Melanie Winiger: «La routine, che noia!»

Lukas Rüttimann

12.12.2017

Melanie Winiger ritorna sul suo nuovo ruolo in una serie di successo, sul suo matrimonio e sulle questioni che pone il suo futuro.  

«Bluewin»: Melanie Winiger, lei è sempre febbrile nelle sue attività, ma ci ha comunque tenuto a partecipare all'«Animal Christmas» di Citydog4Streetdogs. Perché questo progetto le sta tanto a cuore?

Melanie Winiger: Personalmente, sono appassionata di cavalli, ma mio figlio e mio marito adorano i cani. Abbiamo anche due cani a casa. Il mio – il cane di mio figlio Noel – è un trovatello, un pastore rumeno, ma mi piacciono molto entrambi.

I vostri due cani vanno d'accordo?

Sì, abbiamo avuto molta fortuna. La nostra femmina è un po' più anziana e considera il cane di mio marito Reto come suo figlio. Ha saputo risvegliare il suo istinto di protezione. Era una cosa nuova per me. Prima, Shady era una sorta di versione canina di John Lennon: molto dolce e molto pacifica. (ride)

Nel gennaio 2019, lei festeggerà i suoi 40 anni. Questa cifra le fa paura?

Mentirei se dicessi di no. Non mi preoccupo dei piccoli dettagli superficiali, ma rifletto sul modo in cui mi definisco – e in cui amerei definirmi in futuro. Il solo fatto di pormi questo genere di domande è il segno che la cifra 40 mi causerà molti problemi. Tuttavia, non cedo al panico e non voglio neppure cadere in una depressione nervosa.

Dopotutto, non c'è alcuna ragione: siete talentuosa, felice del matrimonio …

(interruzione)...la fermo subito. È vero, sono sposata. Siamo molto felici e Reto è un tipo geniale. Ma il fatto di essere sposata non contribuisce in nulla alla mia carriera. Tutto ciò che ho fatto in questi ultimi 20 anni, lo devo solo a me stessa. Dico questo perché nella nostra società sentiamo troppo spesso dire che le donne sono definite dal loro consorte. Non funziona così.

Cosa la rende felice allora?

La mia vita professionale, per esempio. Adoro presentare. Ed ottenere un buon ruolo mi procura sempre un immenso piacere. Il mestiere di attrice è la mia grande passione. Per il momento, mi gratifica al 100%.

Quali sono i suoi progetti in corso?

Ho appena finito di girare «The Team». Questa coproduzione europea ha conosciuto un enorme successo a scala internazionale, e sono felicissima di partecipare alla seconda stagione. In particolare, ho girato con Jürgen Vogel, un tipo davvero simpatico. So che bisogna mostrarsi prudenti con questo genere di dichiarazioni – ma penso che questa serie sarà veramente super.

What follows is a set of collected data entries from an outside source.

use std::time::Duration;

use crate::hardware::{Clock, Output};

/// Returns immediately and remembers every delay it was asked for.
#[derive(Debug, Default, Clone)]
pub struct RecordingClock {
    pub slept: Vec<Duration>,
}

impl RecordingClock {
    pub fn create() -> Self {
        Self::default()
    }

    pub fn total(&self) -> Duration {
        self.slept.iter().sum()
    }
}

impl Clock for RecordingClock {
    async fn sleep(&mut self, duration: Duration) {
        self.slept.push(duration);
    }
}

/// Collects emitted text in memory.
#[derive(Debug, Default, Clone)]
pub struct BufferedOutput {
    pub text: String,
}

impl BufferedOutput {
    pub fn create() -> Self {
        Self::default()
    }

    pub fn contains(&self, needle: &str) -> bool {
        self.text.contains(needle)
    }

    pub fn take(&mut self) -> String {
        std::mem::take(&mut self.text)
    }
}

impl Output for BufferedOutput {
    fn emit(&mut self, text: &str) {
        self.text.push_str(text);
    }
}

#[cfg(test)]
mod tests {
    use super::*;

    #[tokio::test]
    async fn recording_clock_keeps_every_delay() {
        let mut clock = RecordingClock::create();

        clock.sleep(Duration::from_millis(100)).await;
        clock.sleep(Duration::from_millis(500)).await;

        assert_eq!(
            clock.slept,
            vec![Duration::from_millis(100), Duration::from_millis(500)]
        );
        assert_eq!(clock.total(), Duration::from_millis(600));
    }

    #[test]
    fn emit_line_appends_newline() {
        let mut output = BufferedOutput::create();

        output.emit("Dialing 5... ");
        output.emit_line("[0.50s]");

        assert_eq!(output.take(), "Dialing 5... [0.50s]\n");
        assert!(output.text.is_empty());
    }
}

Può già dirci qualcosa di più sul suo ruolo?

Interpreto una poliziotta e faccio parte della squadra del personaggio principale. Abbiamo girato in Danimarca, in Belgio, in Germania e in Austria. Abbiamo terminato le riprese da pochi giorni. Sfortunatamente, poiché ero malata, mi sono persa la serata di chiusura.

Lei sembra in grado di farsi notare su scala internazionale – anche senza l'aiuto del suo titolo di ex Miss.

Assolutamente. In Germania, nessuno sa chi sono. Certamente, ho un ruolo fisso nella serie «Mordkommission Istanbul», ma il mio nome non è ancora conosciuto nell'industria del cinema. È per questo che ho adorato il pensiero di poter recitare in «Lommbock». Ne sono stata felice, anche se alcuni media hanno preferito dire che mi si vedeva solo quattro minuti, invece di sottolineare che un'attrice svizzera recitava in un film con Moritz Bleibtreu. Trovo che questo sia un vero peccato.

Non si è ormai abituata alle critiche?

Sì, ovviamente, ma mi domando comunque perché non possano condividere le mie gratificazioni. È raro che a un'attrice sia attribuito con così tanta facilità il ruolo dei sogni al fianco di Brad Pitt.

Sono ormai sei mesi che è sposata – come va la sua vita coniugale?

Molto bene. Reto mi calma, mi sento più sicura di me. Tutti mi domandano: «Allora, funziona questa volta?» La mia risposta è sempre la stessa: «Non lo so, ma sembra essere partita bene.» Non vuole cambiarmi, e neppure io lo voglio cambiare – è già un buon punto di partenza. Ci completiamo a meraviglia, ma non cadiamo nella routine. Me la sarei data già a gambe, se fosse stato così. Reto lo sa, fortunatamente.